Work order> For every entry below, retype it exactly as it reads.

Entries taken from a collection

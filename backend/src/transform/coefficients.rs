//! Coefficients table extraction and the constrain rule.

use std::collections::HashSet;

use super::reshape::LongEntry;
use crate::error::{LabelError, LabelResult};
use crate::models::{CoefficientRecord, Constrain};

/// Decides which coefficients are fixed during estimation.
///
/// A coefficient is constrained when its value equals one of
/// `constrained_values`, or when its label contains `calibration_marker`.
#[derive(Debug, Clone, PartialEq)]
pub struct ConstraintRule {
    pub constrained_values: Vec<f64>,
    pub calibration_marker: String,
}

impl ConstraintRule {
    pub fn new(constrained_values: Vec<f64>, calibration_marker: impl Into<String>) -> Self {
        Self {
            constrained_values,
            calibration_marker: calibration_marker.into(),
        }
    }

    pub fn constrain(&self, label: &str, value: f64) -> Constrain {
        let sentinel = self.constrained_values.iter().any(|v| *v == value);
        let calibration =
            !self.calibration_marker.is_empty() && label.contains(&self.calibration_marker);
        Constrain::from(sentinel || calibration)
    }
}

impl Default for ConstraintRule {
    fn default() -> Self {
        Self::new(vec![0.0, -999.0], "calibration_constant")
    }
}

/// One record per non-empty cell, ordered by row then segment column.
pub fn extract_coefficients(long: &[LongEntry], rule: &ConstraintRule) -> Vec<CoefficientRecord> {
    let mut present: Vec<&LongEntry> = long.iter().filter(|e| e.value.is_some()).collect();
    present.sort_by_key(|e| (e.index, e.column));

    present
        .into_iter()
        .filter_map(|entry| {
            let value = entry.value.clone()?;
            Some(CoefficientRecord {
                coefficient_name: entry.coefficient_name(),
                constrain: rule.constrain(&entry.label, value.as_f64()),
                value,
            })
        })
        .collect()
}

/// Fail on the first coefficient name shared by two records.
///
/// Names are `<label>_<segment>`, so `util_x` under `M_N` and `util_x_M` under
/// `N` both give `util_x_M_N`.
pub fn ensure_unique_names(records: &[CoefficientRecord]) -> LabelResult<()> {
    let mut seen = HashSet::with_capacity(records.len());
    for record in records {
        if !seen.insert(record.coefficient_name.as_str()) {
            return Err(LabelError::DuplicateCoefficientName(
                record.coefficient_name.clone(),
            ));
        }
    }
    Ok(())
}

/// Number of records flagged `T`.
pub fn constrained_count(records: &[CoefficientRecord]) -> usize {
    records.iter().filter(|r| r.constrain.is_fixed()).count()
}

#[cfg(test)]
mod tests {
    use super::*;
    use crate::models::CoefficientValue;

    fn entry(index: usize, label: &str, column: usize, segment: &str, v: Option<&str>) -> LongEntry {
        LongEntry {
            index,
            label: label.into(),
            column,
            segment: segment.into(),
            value: v.and_then(CoefficientValue::parse),
        }
    }

    #[test]
    fn test_constrain_rule() {
        let rule = ConstraintRule::default();
        assert_eq!(rule.constrain("util_a", -999.0), Constrain::Fixed);
        assert_eq!(rule.constrain("util_a", 0.0), Constrain::Fixed);
        assert_eq!(rule.constrain("util_a", -0.0), Constrain::Fixed);
        assert_eq!(rule.constrain("util_a", 0.5318), Constrain::Free);
        assert_eq!(
            rule.constrain("util_walk_calibration_constant", 1.25),
            Constrain::Fixed
        );
    }

    #[test]
    fn test_custom_rule() {
        let rule = ConstraintRule::new(vec![1.0], "");
        assert_eq!(rule.constrain("util_a", 1.0), Constrain::Fixed);
        assert_eq!(rule.constrain("util_a", 0.0), Constrain::Free);
        assert_eq!(rule.constrain("util_calibration_constant", 2.0), Constrain::Free);
    }

    #[test]
    fn test_extract_skips_nulls_and_orders() {
        let long = vec![
            entry(1, "util_b", 0, "M", Some("0")),
            entry(0, "util_a", 1, "N", Some("0.531583624")),
            entry(0, "util_a", 0, "M", Some("0.885080091")),
            entry(0, "util_a", 2, "H", None),
        ];
        let records = extract_coefficients(&long, &ConstraintRule::default());

        let names: Vec<_> = records.iter().map(|r| r.coefficient_name.as_str()).collect();
        assert_eq!(names, vec!["util_a_M", "util_a_N", "util_b_M"]);
        assert_eq!(records[0].value.as_str(), "0.885080091");
        assert_eq!(records[0].constrain, Constrain::Free);
        assert_eq!(records[2].constrain, Constrain::Fixed);
        assert_eq!(constrained_count(&records), 1);
        assert!(ensure_unique_names(&records).is_ok());
    }

    #[test]
    fn test_clashing_names_rejected() {
        let long = vec![
            entry(0, "util_x", 0, "M_N", Some("1")),
            entry(1, "util_x_M", 0, "N", Some("2")),
        ];
        let records = extract_coefficients(&long, &ConstraintRule::default());

        assert_eq!(
            ensure_unique_names(&records),
            Err(LabelError::DuplicateCoefficientName("util_x_M_N".into()))
        );
    }
}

Answer>
filename backend/src/transform/coefficients.rs
//! Coefficients table extraction and the constrain rule.

use std::collections::HashSet;

use super::reshape::LongEntry;
use crate::error::{LabelError, LabelResult};
use crate::models::{CoefficientRecord, Constrain};

/// Decides which coefficients are fixed during estimation.
///
/// A coefficient is constrained when its value equals one of
/// `constrained_values`, or when its label contains `calibration_marker`.
#[derive(Debug, Clone, PartialEq)]
pub struct ConstraintRule {
    pub constrained_values: Vec<f64>,
    pub calibration_marker: String,
}

impl ConstraintRule {
    pub fn new(constrained_values: Vec<f64>, calibration_marker: impl Into<String>) -> Self {
        Self {
            constrained_values,
            calibration_marker: calibration_marker.into(),
        }
    }

    pub fn constrain(&self, label: &str, value: f64) -> Constrain {
        let sentinel = self.constrained_values.iter().any(|v| *v == value);
        let calibration =
            !self.calibration_marker.is_empty() && label.contains(&self.calibration_marker);
        Constrain::from(sentinel || calibration)
    }
}

impl Default for ConstraintRule {
    fn default() -> Self {
        Self::new(vec![0.0, -999.0], "calibration_constant")
    }
}

/// One record per non-empty cell, ordered by row then segment column.
pub fn extract_coefficients(long: &[LongEntry], rule: &ConstraintRule) -> Vec<CoefficientRecord> {
    let mut present: Vec<&LongEntry> = long.iter().filter(|e| e.value.is_some()).collect();
    present.sort_by_key(|e| (e.index, e.column));

    present
        .into_iter()
        .filter_map(|entry| {
            let value = entry.value.clone()?;
            Some(CoefficientRecord {
                coefficient_name: entry.coefficient_name(),
                constrain: rule.constrain(&entry.label, value.as_f64()),
                value,
            })
        })
        .collect()
}

/// Fail on the first coefficient name shared by two records.
///
/// Names are `<label>_<segment>`, so `util_x` under `M_N` and `util_x_M` under
/// `N` both give `util_x_M_N`.
pub fn ensure_unique_names(records: &[CoefficientRecord]) -> LabelResult<()> {
    let mut seen = HashSet::with_capacity(records.len());
    for record in records {
        if !seen.insert(record.coefficient_name.as_str()) {
            return Err(LabelError::DuplicateCoefficientName(
                record.coefficient_name.clone(),
            ));
        }
    }
    Ok(())
}

/// Number of records flagged `T`.
pub fn constrained_count(records: &[CoefficientRecord]) -> usize {
    records.iter().filter(|r| r.constrain.is_fixed()).count()
}

#[cfg(test)]
mod tests {
    use super::*;
    use crate::models::CoefficientValue;

    fn entry(index: usize, label: &str, column: usize, segment: &str, v: Option<&str>) -> LongEntry {
        LongEntry {
            index,
            label: label.into(),
            column,
            segment: segment.into(),
            value: v.and_then(CoefficientValue::parse),
        }
    }

    #[test]
    fn test_constrain_rule() {
        let rule = ConstraintRule::default();
        assert_eq!(rule.constrain("util_a", -999.0), Constrain::Fixed);
        assert_eq!(rule.constrain("util_a", 0.0), Constrain::Fixed);
        assert_eq!(rule.constrain("util_a", -0.0), Constrain::Fixed);
        assert_eq!(rule.constrain("util_a", 0.5318), Constrain::Free);
        assert_eq!(
            rule.constrain("util_walk_calibration_constant", 1.25),
            Constrain::Fixed
        );
    }

    #[test]
    fn test_custom_rule() {
        let rule = ConstraintRule::new(vec![1.0], "");
        assert_eq!(rule.constrain("util_a", 1.0), Constrain::Fixed);
        assert_eq!(rule.constrain("util_a", 0.0), Constrain::Free);
        assert_eq!(rule.constrain("util_calibration_constant", 2.0), Constrain::Free);
    }

    #[test]
    fn test_extract_skips_nulls_and_orders() {
        let long = vec![
            entry(1, "util_b", 0, "M", Some("0")),
            entry(0, "util_a", 1, "N", Some("0.531583624")),
            entry(0, "util_a", 0, "M", Some("0.885080091")),
            entry(0, "util_a", 2, "H", None),
        ];
        let records = extract_coefficients(&long, &ConstraintRule::default());

        let names: Vec<_> = records.iter().map(|r| r.coefficient_name.as_str()).collect();
        assert_eq!(names, vec!["util_a_M", "util_a_N", "util_b_M"]);
        assert_eq!(records[0].value.as_str(), "0.885080091");
        assert_eq!(records[0].constrain, Constrain::Free);
        assert_eq!(records[2].constrain, Constrain::Fixed);
        assert_eq!(constrained_count(&records), 1);
        assert!(ensure_unique_names(&records).is_ok());
    }

    #[test]
    fn test_clashing_names_rejected() {
        let long = vec![
            entry(0, "util_x", 0, "M_N", Some("1")),
            entry(1, "util_x_M", 0, "N", Some("2")),
        ];
        let records = extract_coefficients(&long, &ConstraintRule::default());

        assert_eq!(
            ensure_unique_names(&records),
            Err(LabelError::DuplicateCoefficientName("util_x_M_N".into()))
        );
    }
}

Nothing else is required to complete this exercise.